*** Opening Recorded data ***
// Copyright (c) 2025, The Ruskit Authors
// MIT License
// All rights reserved.

//! # AMQP Connection Management
//!
//! This module dials the broker and wraps the resulting connection so it can be
//! shared by every channel owner spawned from one connection manager. The wrapper
//! also turns lapin's connection error callback into an awaitable close
//! notification that any number of health monitors can observe.

use crate::{config::ConnectionConfig, errors::AmqpError, handle::CloseReason};
use lapin::{types::LongString, Channel, Connection, ConnectionProperties};
use std::{future::Future, sync::Arc};
use tokio::sync::watch;
use tracing::{debug, error, warn};

/// A broker connection shared between connection handles.
///
/// Cloning is cheap and yields another reference to the same connection.
#[derive(Clone)]
pub struct SharedConnection {
    conn: Arc<Connection>,
    lost: Arc<watch::Sender<Option<CloseReason>>>,
}

impl SharedConnection {
    /// Establishes a new connection to the broker described by `cfg`.
    ///
    /// # Parameters
    /// * `cfg` - Connection configuration holding the broker URL and connection name
    ///
    /// # Returns
    /// The shared connection, or `AmqpError::ConnectionError` on failure
    pub async fn dial(cfg: &ConnectionConfig) -> Result<SharedConnection, AmqpError> {
        debug!("creating amqp connection...");
        let options = ConnectionProperties::default()
            .with_connection_name(LongString::from(cfg.connection_name()));

        let conn = Connection::connect(cfg.url(), options)
            .await
            .map_err(|err| {
                error!(error = err.to_string(), "failure to connect");
                AmqpError::ConnectionError(err.to_string())
            })?;
        debug!("amqp connected");

        let (lost, _) = watch::channel(None);
        let lost = Arc::new(lost);

        let notifier = lost.clone();
        conn.on_error(move |err| {
            warn!(error = err.to_string(), "amqp connection closed by the broker");
            notifier.send_replace(Some(CloseReason::Connection(err.to_string())));
        });

        Ok(SharedConnection {
            conn: Arc::new(conn),
            lost,
        })
    }

    /// Opens a new channel on this connection.
    pub async fn create_channel(&self) -> Result<Channel, AmqpError> {
        debug!("creating amqp channel...");
        match self.conn.create_channel().await {
            Ok(c) => {
                debug!(channel = c.id(), "channel created");
                Ok(c)
            }
            Err(err) => {
                error!(error = err.to_string(), "error to create the channel");
                Err(AmqpError::ChannelError(err.to_string()))
            }
        }
    }

    /// Reports whether the connection is still usable.
    pub fn is_connected(&self) -> bool {
        self.conn.status().connected() && self.lost.borrow().is_none()
    }

    /// Resolves once the connection is lost.
    ///
    /// The returned future owns everything it needs, so it can be handed to a
    /// background task. It also resolves when the connection is dropped.
    pub fn closed(&self) -> impl Future<Output = CloseReason> + Send + 'static {
        let mut rx = self.lost.subscribe();

        async move {
            let reason = match rx.wait_for(Option::is_some).await {
                Ok(reason) => (*reason).clone(),
                Err(_) => None,
            };

            reason.unwrap_or_else(|| CloseReason::Connection("connection dropped".to_owned()))
        }
    }

    /// Closes the connection and wakes every observer of `closed`.
    pub async fn close(&self, reason: &str) -> Result<(), AmqpError> {
        self.lost
            .send_replace(Some(CloseReason::Connection(reason.to_owned())));

        if !self.conn.status().connected() {
            return Ok(());
        }

        self.conn.close(200, reason).await.map_err(|err| {
            warn!(error = err.to_string(), "failed to close connection");
            AmqpError::CloseError(err.to_string())
        })
    }
}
*** Closing Recorded data ***
> **Description of the task**: Begin at the first line of the entries above and copy every line exactly, ending with the line that contains "#[derive(Clone)]".

> **Task result**:
// Copyright (c) 2025, The Ruskit Authors
// MIT License
// All rights reserved.

//! # AMQP Connection Management
//!
//! This module dials the broker and wraps the resulting connection so it can be
//! shared by every channel owner spawned from one connection manager. The wrapper
//! also turns lapin's connection error callback into an awaitable close
//! notification that any number of health monitors can observe.

use crate::{config::ConnectionConfig, errors::AmqpError, handle::CloseReason};
use lapin::{types::LongString, Channel, Connection, ConnectionProperties};
use std::{future::Future, sync::Arc};
use tokio::sync::watch;
use tracing::{debug, error, warn};

/// A broker connection shared between connection handles.
///
/// Cloning is cheap and yields another reference to the same connection.
#[derive(Clone)]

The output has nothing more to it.